### EXERCISE DETAILS:
Could you copy every line of the data that contains "write"?

### EXERCISE INPUT:
*** Begin section ***

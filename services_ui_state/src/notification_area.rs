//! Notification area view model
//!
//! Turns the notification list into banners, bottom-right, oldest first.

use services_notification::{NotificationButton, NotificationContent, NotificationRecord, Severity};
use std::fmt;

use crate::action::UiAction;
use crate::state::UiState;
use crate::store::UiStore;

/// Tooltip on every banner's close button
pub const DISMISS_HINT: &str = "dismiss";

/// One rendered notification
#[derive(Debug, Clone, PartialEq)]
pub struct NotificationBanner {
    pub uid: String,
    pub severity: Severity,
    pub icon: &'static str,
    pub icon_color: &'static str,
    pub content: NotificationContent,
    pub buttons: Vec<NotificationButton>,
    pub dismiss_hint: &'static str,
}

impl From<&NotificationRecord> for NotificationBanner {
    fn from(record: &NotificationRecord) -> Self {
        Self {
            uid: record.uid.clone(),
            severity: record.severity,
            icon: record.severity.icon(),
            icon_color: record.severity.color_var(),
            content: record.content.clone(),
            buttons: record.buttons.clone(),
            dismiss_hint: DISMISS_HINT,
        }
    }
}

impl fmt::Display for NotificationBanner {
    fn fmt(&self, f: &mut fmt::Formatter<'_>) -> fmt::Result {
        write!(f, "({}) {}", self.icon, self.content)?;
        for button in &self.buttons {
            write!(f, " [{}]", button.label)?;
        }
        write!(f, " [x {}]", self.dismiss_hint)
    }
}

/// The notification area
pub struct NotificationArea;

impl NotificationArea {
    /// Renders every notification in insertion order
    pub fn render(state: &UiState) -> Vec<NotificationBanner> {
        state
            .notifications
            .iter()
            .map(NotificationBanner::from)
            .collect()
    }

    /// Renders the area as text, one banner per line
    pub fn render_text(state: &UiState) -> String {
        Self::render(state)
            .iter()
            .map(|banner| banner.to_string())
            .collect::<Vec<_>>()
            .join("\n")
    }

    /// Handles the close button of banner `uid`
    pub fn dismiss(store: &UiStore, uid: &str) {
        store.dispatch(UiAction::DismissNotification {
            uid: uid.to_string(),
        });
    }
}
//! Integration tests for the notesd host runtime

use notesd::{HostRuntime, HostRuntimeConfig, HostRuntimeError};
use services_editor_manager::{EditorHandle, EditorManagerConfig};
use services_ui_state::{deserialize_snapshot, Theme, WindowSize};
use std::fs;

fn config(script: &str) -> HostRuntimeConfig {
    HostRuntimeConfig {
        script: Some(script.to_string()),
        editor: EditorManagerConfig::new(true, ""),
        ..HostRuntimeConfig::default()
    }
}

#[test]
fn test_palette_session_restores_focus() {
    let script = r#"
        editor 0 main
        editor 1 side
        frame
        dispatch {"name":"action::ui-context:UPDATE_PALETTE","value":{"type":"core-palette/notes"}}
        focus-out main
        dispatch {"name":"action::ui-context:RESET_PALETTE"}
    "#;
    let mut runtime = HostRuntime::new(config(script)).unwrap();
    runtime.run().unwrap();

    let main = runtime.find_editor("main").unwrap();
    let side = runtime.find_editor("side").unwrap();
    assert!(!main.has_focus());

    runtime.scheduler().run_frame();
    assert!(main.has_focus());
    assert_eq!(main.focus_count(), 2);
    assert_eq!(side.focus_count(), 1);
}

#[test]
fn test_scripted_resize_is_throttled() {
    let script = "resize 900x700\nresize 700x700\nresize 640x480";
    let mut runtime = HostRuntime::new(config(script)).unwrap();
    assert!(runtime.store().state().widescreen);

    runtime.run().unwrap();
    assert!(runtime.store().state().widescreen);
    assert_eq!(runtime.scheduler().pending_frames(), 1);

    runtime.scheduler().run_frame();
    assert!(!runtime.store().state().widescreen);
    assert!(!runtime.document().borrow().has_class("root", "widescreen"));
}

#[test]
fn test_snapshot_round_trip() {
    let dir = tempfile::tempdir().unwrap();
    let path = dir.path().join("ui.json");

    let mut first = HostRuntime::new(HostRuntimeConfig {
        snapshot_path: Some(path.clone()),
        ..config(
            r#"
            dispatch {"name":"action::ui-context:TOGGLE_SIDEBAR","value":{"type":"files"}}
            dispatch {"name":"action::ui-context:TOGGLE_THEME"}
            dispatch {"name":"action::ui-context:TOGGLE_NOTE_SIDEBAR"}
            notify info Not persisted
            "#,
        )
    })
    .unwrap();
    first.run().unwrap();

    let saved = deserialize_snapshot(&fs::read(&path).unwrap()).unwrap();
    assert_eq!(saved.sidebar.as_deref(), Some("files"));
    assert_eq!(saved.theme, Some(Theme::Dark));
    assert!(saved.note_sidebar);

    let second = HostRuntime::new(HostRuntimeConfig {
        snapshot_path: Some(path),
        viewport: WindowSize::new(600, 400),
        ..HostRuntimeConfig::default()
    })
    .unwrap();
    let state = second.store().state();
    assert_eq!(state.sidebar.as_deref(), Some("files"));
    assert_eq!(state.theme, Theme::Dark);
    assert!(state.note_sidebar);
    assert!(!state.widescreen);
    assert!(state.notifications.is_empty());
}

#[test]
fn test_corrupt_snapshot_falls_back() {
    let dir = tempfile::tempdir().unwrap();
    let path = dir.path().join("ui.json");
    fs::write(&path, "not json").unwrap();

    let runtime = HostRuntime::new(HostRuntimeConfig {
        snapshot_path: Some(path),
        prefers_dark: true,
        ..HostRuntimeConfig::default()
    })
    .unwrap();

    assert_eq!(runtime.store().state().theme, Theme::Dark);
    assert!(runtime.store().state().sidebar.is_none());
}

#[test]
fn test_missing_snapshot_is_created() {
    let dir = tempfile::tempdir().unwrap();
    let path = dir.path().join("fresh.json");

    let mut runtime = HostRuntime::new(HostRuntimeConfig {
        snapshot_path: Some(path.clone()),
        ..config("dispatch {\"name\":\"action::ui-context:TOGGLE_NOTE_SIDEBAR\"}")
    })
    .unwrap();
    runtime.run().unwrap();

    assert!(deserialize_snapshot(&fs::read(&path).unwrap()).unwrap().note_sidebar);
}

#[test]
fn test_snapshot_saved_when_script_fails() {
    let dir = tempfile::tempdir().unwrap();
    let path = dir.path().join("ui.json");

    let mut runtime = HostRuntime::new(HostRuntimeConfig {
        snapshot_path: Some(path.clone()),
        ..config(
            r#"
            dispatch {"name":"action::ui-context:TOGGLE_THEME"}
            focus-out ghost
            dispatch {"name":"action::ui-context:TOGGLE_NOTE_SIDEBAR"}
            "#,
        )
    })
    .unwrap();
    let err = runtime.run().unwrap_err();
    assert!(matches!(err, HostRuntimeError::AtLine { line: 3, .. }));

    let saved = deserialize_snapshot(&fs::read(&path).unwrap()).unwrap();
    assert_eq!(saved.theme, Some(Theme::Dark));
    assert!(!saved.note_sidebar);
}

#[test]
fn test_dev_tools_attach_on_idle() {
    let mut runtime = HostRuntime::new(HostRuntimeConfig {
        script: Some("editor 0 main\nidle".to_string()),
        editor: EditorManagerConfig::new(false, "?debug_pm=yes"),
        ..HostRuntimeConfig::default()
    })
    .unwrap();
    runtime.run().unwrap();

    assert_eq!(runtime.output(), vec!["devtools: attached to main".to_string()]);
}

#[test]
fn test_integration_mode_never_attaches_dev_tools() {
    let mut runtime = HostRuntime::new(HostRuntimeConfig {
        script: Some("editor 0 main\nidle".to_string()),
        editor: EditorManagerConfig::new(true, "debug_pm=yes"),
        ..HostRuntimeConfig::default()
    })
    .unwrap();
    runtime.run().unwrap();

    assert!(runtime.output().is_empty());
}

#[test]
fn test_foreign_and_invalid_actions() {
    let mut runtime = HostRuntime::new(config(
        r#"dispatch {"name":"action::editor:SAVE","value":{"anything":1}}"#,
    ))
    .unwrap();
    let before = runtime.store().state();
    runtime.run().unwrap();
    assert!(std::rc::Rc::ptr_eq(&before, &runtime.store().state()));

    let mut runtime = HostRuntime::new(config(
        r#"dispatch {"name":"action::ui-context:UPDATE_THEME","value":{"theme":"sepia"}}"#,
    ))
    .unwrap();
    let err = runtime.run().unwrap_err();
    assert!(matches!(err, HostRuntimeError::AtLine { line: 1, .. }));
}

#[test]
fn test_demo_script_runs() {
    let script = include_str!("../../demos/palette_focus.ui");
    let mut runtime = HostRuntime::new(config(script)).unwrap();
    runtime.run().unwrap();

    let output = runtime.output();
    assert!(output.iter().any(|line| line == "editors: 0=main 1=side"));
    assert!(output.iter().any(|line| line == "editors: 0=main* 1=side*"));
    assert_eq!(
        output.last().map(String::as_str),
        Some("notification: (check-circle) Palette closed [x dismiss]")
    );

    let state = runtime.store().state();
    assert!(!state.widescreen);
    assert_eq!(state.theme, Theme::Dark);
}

*** End section ***

### RESULT FOR THIS TASK:
        write!(f, "({}) {}", self.icon, self.content)?;
            write!(f, " [{}]", button.label)?;
        write!(f, " [x {}]", self.dismiss_hint)
    fs::write(&path, "not json").unwrap();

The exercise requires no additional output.